> [WHAT THE TASK REQUIRES]: State how many lines of the records contain the string "ContainerDeployment", and give no other information.

(Collected data)
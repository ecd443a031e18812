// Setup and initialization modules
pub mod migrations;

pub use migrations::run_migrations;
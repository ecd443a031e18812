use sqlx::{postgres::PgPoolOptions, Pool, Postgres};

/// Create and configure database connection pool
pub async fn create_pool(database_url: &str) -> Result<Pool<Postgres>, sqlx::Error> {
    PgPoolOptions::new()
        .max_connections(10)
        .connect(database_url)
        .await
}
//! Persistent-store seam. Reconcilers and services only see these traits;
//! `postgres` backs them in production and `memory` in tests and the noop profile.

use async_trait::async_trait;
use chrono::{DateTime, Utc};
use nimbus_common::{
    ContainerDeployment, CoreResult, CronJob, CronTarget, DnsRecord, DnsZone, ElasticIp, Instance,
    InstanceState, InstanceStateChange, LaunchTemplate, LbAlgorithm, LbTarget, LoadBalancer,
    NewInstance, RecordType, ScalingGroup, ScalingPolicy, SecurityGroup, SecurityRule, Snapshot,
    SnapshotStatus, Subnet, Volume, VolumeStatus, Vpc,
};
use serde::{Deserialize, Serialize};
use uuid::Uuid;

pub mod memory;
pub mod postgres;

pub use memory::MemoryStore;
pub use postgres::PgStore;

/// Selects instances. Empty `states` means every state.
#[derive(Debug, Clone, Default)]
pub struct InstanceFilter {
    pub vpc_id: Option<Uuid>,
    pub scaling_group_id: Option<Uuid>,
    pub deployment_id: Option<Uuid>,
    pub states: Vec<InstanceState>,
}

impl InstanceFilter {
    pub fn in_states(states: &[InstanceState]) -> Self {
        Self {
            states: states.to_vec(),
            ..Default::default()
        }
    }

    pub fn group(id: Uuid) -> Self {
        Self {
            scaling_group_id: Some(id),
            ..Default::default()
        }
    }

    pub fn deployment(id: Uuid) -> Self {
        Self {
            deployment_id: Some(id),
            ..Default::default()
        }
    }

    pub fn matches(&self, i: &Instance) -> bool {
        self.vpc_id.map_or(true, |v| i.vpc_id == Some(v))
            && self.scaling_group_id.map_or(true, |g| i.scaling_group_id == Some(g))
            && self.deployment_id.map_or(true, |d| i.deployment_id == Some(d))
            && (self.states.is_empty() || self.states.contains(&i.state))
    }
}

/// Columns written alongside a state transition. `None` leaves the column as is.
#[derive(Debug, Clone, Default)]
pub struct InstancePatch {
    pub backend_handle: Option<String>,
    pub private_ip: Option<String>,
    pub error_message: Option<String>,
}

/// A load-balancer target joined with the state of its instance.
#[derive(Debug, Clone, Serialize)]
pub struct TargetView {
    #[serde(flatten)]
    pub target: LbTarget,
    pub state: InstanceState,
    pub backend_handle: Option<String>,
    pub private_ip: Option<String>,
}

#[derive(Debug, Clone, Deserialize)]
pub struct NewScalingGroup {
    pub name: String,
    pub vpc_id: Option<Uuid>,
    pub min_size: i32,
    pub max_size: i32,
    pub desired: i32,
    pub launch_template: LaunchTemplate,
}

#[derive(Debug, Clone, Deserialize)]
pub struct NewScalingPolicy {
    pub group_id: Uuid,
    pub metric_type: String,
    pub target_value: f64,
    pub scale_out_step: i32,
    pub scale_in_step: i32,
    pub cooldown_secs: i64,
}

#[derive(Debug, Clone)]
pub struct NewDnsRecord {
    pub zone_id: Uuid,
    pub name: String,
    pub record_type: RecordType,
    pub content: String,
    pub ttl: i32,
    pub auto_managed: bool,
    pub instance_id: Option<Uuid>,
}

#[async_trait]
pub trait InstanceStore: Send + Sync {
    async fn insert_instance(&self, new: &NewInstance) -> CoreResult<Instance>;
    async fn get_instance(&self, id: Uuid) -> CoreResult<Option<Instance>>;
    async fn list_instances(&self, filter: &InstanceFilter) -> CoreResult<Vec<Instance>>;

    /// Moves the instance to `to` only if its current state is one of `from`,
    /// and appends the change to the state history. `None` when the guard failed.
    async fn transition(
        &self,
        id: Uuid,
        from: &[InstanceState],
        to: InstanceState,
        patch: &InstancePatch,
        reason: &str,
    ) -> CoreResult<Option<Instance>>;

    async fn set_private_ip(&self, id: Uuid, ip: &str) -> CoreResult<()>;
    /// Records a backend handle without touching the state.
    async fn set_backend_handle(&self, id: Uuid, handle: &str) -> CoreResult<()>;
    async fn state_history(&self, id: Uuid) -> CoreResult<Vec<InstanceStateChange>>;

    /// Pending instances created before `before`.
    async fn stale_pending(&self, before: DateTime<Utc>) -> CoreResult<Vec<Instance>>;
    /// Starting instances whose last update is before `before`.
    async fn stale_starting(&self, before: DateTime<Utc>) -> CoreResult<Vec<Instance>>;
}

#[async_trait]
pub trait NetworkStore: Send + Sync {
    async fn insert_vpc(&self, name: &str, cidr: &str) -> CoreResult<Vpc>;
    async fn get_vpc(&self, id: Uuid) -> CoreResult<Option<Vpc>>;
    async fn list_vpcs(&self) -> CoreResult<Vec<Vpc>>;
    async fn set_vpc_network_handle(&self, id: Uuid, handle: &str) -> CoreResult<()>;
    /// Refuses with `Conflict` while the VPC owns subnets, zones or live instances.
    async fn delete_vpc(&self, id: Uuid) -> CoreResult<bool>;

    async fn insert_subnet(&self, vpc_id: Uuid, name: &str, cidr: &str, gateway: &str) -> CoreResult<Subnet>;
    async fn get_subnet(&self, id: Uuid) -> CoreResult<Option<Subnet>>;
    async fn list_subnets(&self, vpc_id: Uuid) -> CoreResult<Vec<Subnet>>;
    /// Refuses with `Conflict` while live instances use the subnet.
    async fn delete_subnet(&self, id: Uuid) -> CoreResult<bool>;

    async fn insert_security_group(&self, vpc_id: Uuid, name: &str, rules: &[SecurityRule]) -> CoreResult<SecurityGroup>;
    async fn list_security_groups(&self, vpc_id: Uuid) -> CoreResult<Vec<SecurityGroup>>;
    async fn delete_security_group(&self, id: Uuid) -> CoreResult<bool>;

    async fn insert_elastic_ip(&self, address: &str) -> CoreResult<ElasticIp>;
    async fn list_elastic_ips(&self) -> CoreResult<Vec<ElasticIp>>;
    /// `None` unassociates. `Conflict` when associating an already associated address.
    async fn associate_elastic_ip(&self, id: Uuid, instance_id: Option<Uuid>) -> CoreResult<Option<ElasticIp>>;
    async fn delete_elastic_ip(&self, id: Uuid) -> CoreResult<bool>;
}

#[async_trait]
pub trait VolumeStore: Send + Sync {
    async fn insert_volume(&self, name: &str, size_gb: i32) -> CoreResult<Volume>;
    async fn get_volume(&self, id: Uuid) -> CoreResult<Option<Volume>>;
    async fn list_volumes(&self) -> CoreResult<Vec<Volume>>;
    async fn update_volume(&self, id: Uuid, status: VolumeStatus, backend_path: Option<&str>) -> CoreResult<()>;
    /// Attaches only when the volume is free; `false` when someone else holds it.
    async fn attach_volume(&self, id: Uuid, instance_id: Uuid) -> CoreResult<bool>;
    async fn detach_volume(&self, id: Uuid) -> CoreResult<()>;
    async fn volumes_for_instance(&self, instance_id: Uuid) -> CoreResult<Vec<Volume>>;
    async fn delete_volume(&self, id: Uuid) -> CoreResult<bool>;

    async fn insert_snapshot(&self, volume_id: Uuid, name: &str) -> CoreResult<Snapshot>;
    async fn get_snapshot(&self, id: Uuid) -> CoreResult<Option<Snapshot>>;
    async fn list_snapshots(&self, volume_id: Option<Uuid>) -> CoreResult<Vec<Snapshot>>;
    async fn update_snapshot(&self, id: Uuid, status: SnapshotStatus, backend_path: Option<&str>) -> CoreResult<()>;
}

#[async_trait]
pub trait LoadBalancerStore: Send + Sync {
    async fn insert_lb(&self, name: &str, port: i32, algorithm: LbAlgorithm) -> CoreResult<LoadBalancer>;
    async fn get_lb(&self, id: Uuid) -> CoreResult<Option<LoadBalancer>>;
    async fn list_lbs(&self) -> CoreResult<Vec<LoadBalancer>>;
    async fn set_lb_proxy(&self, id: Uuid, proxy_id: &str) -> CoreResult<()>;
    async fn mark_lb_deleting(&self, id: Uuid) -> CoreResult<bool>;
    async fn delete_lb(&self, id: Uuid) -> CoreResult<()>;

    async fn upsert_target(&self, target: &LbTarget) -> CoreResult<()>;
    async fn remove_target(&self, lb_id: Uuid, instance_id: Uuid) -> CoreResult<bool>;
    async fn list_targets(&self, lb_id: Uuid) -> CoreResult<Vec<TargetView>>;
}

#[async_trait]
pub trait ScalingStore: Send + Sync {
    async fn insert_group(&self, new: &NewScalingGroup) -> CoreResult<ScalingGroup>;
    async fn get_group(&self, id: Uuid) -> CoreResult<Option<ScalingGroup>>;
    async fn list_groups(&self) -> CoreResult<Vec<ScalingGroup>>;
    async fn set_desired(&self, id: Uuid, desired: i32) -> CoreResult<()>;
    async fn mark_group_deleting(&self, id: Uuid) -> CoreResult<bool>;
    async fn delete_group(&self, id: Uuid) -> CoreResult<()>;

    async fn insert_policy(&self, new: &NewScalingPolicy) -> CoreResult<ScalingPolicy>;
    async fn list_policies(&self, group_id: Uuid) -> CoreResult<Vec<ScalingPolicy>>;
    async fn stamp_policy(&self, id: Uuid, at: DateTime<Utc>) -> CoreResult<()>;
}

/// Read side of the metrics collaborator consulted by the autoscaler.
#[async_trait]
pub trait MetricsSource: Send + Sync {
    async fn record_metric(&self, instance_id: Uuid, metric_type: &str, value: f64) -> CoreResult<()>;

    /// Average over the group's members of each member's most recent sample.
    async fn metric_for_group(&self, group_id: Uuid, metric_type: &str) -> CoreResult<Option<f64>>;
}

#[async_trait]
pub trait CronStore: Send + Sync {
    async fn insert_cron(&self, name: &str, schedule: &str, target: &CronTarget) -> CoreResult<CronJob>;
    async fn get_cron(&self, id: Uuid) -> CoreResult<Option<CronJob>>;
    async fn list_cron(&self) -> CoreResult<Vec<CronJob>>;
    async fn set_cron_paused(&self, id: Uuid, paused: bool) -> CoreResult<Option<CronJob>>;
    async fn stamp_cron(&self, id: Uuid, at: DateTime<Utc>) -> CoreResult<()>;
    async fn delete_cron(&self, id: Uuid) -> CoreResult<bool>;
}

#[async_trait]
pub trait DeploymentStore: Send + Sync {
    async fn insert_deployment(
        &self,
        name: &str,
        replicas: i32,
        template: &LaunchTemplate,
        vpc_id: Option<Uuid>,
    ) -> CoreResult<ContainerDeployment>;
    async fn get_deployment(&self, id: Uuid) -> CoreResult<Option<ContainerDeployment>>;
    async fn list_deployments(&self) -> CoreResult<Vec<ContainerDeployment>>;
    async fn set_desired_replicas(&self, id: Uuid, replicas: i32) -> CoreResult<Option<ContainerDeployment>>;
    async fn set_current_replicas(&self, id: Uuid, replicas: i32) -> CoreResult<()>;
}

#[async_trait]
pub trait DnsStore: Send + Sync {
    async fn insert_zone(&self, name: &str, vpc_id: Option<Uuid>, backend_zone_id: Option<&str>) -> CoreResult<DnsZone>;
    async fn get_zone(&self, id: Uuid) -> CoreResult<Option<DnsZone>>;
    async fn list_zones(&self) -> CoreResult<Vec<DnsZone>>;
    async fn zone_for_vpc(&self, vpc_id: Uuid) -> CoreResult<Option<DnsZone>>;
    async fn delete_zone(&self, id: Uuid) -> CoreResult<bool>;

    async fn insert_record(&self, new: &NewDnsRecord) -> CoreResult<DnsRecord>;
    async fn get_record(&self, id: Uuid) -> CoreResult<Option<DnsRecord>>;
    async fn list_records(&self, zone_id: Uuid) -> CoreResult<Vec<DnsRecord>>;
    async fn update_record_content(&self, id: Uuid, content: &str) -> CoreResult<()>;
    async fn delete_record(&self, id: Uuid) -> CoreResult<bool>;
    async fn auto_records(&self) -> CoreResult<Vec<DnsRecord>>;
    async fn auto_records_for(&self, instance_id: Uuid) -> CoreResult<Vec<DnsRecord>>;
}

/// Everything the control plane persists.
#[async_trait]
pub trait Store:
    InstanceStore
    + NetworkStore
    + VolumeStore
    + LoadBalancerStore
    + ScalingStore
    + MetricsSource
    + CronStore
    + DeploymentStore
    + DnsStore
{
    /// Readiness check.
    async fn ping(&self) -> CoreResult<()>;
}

> [YOUR RESPONSE]: 5